Greiser seemed to be a common version of the succesful Nazi. A failure in his private, pre-Nazi life, he made himself into a loyal Nazi and opportunistically rose through the ranks by currying favor of some leaders while undermining those who threatened his ascent to the next level of power.

Greiser's regime was, of course, complicit in mass murder and slave labor. Its reason for existence was to “Germanify” the Warthegau, which necessarily meant mass murder and slavery for the Poles of the gau. After the war, Greiser was captured and returned to Poland, where he was tried and executed. There may have been some questions about the “due process” of his trial, but he was clearly guilty. Pope Pius XII, who had no particular reason for interceding for Greiser, other than disinterested Christian charity, asked for mercy for Grieser (something he did not do for the Catholic priest dictator of Slovakia, Joseph Tiso). This was exploited by the Soviets in the opening moves of their “disinformation” campaign against the pope:

“Greiser next asked and received permission to appeal to Pope Pius XII, and British politicians Duff Cooper and Anthony Eden.119 His telegrams to Cooper and Eden fell on deaf ears. Not so his plea to the Pope. Greiser had personally met Pius (as Eugenio Pacelli, then cardinal secretary of state) on a visit to Rome in 1938.120 Given his militant persecution of the Catholic church, it's peculiar that Greiser should have turned to Pius now. Even more surprisingly, Pius urged the Polish government to grant Greiser clemency. (Later, he would do the same for Hans Frank, Albert Forster, and other convicted Nazi war criminals.)121 As Pius wrote: ‘Mr. Arthur Greiser, sentenced to death, beseeched in a message to the Holy Father to grant him his highest protection so that his life should be spared. The abovementioned has been one of the most severe foes of the Church in Warthegau, where he was Governor. Despite this His Holiness, following the divine example of our Lord, who, on the cross, prayed for his executioners, grants the sentenced man's request and addresses to the proper authorities his paternal request to spare his life.' The Polish government angrily rejected the Pope's plea: ‘No Pole will have compassion for the bloody hangman of the Polish nation, Arthur Greiser. No Pole in his conscience will find the slightest shade of justification for the criminal who cold bloodedly depressed and destroyed hundreds of thousands of human lives. The greater is our astonishment at such unexpected intervention by the Vatican but the principle of justice will prevail. Arthur Greiser will be executed.'122

Pius' intervention for Greiser created a political scandal. Two hours before Greiser's execution, the Warsaw paper Glos Ludu published an article ‘Pope defends Greiser.' The article declared, ‘Flirtation continues between the Vatican and conquered Germany ... It is evident that the Holy Father defends Germany.'123 Initially, the Vatican denied all knowledge of any papal intervention, but on 22 July (after Greiser had been executed), it confirmed the news reports.124 It now claimed that it would not have made the message public if Russia had not chosen to capitalize on it for anti-Catholic propaganda. As L'Osservatore Romana noted, Radio Moscow had broadcast a story titled ‘Vatican defends Nazi criminals.' The Vatican insisted that the gesture had no political significance.125 But the intervention was a slap in the face to the Polish communist government, and was greeted with widespread disbelief by Poland's strongly Catholic population.126 Pius had nothing to gain by taking up Greiser's cause; he certainly had no special relation with or concern for Greiser. While Pius' plea for clemency was linked to his religious convictions, it mirrored his generally forgiving attitude toward Nazi crimes.”

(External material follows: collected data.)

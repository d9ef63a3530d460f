//! Locates edits in the source text.

use serde::{Deserialize, Serialize};

use crate::{edit::Edit, types::Doc};

/// A character range in the source text. `start == end` for insertions.
#[derive(Debug, Clone, Copy, PartialEq, Eq, Hash, Default, Serialize, Deserialize)]
pub struct CharOffset {
    pub start: usize,
    pub end: usize,
}

impl CharOffset {
    pub fn new(start: usize, end: usize) -> Self {
        CharOffset { start, end }
    }

    /// A zero-width offset.
    pub fn point(position: usize) -> Self {
        CharOffset::new(position, position)
    }

    pub fn is_empty(&self) -> bool {
        self.start == self.end
    }
}

/// Computes the [CharOffset] of edits in one source sentence.
#[derive(Debug, Clone, Copy)]
pub struct ErrorMarker<'a> {
    source: &'a Doc,
}

impl<'a> ErrorMarker<'a> {
    pub fn new(source: &'a Doc) -> Self {
        ErrorMarker { source }
    }

    /// The offset of an insertion before the source token at `position`: directly after the preceding token and its
    /// trailing space, or `{0, 0}` if there is no preceding token.
    pub fn insertion_point(&self, position: usize) -> CharOffset {
        let previous = position
            .checked_sub(1)
            .and_then(|i| self.source.tokens().get(i));

        match previous {
            Some(token) => CharOffset::point(token.end_with_space().min(self.source.char_len())),
            None => CharOffset::default(),
        }
    }

    /// The offset of an edit. Spans the source tokens if there are any, otherwise it is the insertion point.
    pub fn mark(&self, edit: &Edit) -> CharOffset {
        let source = edit.source();

        match (source.first(), source.last()) {
            (Some(first), Some(last)) => CharOffset::new(first.char_span.0, last.char_span.1),
            _ => self.insertion_point(source.start()),
        }
    }
}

I believe that the Polish government responding to the Pius was the puppet Soviet regime, but I suspect that was a time when almost every Pole would have favored Greiser execution.

Epstein is a clear and dependable prose stylist. Her analysis seems fair and balanced. I liked her previous book [[ASIN:1118294785 Nazi Germany: Confronting the Myths (Wiley Short Histories)]] . I would recommend that book for the general reader, and this book for the reader with more of an interest in the nuts and bolts of the Nazi regime and/or the lives of Nazis who were extremely important to the regime but have fallen into obscurity.